For two local bicycle shop owners, that change has translated into a boon for their businesses, as people both young and old are rediscovering an early childhood pleasure: riding a bike.
“It’s been phenomenal and I’ve definitely seen an upturn in my business (since the shutdown),” said Larry Coomer, the owner of Larry’s Cycle Shop on East Center Street. “It’s twice, maybe three times as busy as it’s normally been.”
Anthony Williams, the co-owner of Reedy Creek Bicycles on Commerce Street, voices a similar comment.
“We’ve seen the demand rise drastically,” Williams said. “Usually we have plenty of the $400 to $900 bikes in stock. Now, we’re sold out. I’d say our services and sales have doubled, if not tripled.”
Unlike many other businesses across our region, Coomer and Williams did not have to shut down earlier this year due to COVID-19. Bicycle shops were deemed essential businesses under the governor’s mitigation plan.
As a result, both men have seen a healthy variety of folks coming into their stores: many families with first-time riders, elderly couples looking for new bikes, experienced riders spending a stimulus check on a high-end bike, or simply folks looking for an excuse to get some exercise in the cool spring weather.
That’s what brought 72-year-old Joe Rice down to the Kingsport Greenbelt last week. Rice, who used to ride mountain bikes in Johnson City and Kingsport, hadn’t ridden a bike in about three or four years, though he has recently started riding with his grandchildren.
“Because of the weather and I’ve been cooped up inside, I’m just out getting some exercise,” Rice said.
Kayla Evans, 21, was spotted riding her bike home from work last week in the Highland neighborhood, her attire complete with an Anime-style face mask, cat-eared headphones and other pop culture key chains. She said she doesn’t drive and prefers to ride her bike.

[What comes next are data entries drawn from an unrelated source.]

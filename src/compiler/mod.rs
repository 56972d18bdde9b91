//! Schema Compiler subsystem for validus
//!
//! Turns immutable field definitions into executable, cacheable
//! validators.
//!
//! # Design Principles
//!
//! - Compilation is pure and deterministic: same definitions and options
//!   always produce an equivalent validator
//! - Expensive preparation (regex compilation, date-bound parsing) happens
//!   once here, never per validation
//! - Schema-authoring mistakes fail compilation; data problems never do
//! - Checks run on raw input; transforms shape only the output

mod errors;
mod formats;
mod validator;

pub use errors::{CompileError, CompileResult};
pub use formats::check_format;
pub use validator::{compile, json_type_name, CompiledValidator};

On the more serious end of the spectrum, Michael Watts, 62, went down to the Greenbelt to fine-tune his new BMC bike that he had recently purchased. Watts started riding about 12 years ago because of the health benefits, he’s upgraded bikes through the years and now it’s become his main hobby and passion.
Watts said he biked 7,000 miles last year.
BIKES “THE NEW TOILET PAPER”
“The person I actually bought this bike from said bicycles are the new toilet paper. Nobody has them,” Watts said. “He sold 65 bikes in two weeks, most under the $1,000 price point. A lot of new riders, people who are quarantined and out of work, are coming out to buy cheaper bikes to ride.”
Coomer and Williams both confirmed that bicycles — especially mid-range ones — are sold out in most places and are getting hard to find.
“With the shutdown in China for the whole month of February and then some manufacturers got caught in a bind, we’re having trouble getting ahold of bikes right now,” Coomer said.
Williams, who is usually 40 to 60 bikes deep in inventory, said he’s trying to keep up with demand and back-ordering bicycles as much as possible. Reedy Creek Bicycles is seeing a big demand for bikes in the $3,000 to $6,000 range.
“Not everybody is a walker or a runner, but they may want to ride bikes,” Williams said. “To see everybody coming back and finding out one of their first loves of riding a bike is pretty cool, even if it’s in the middle of a pandemic.”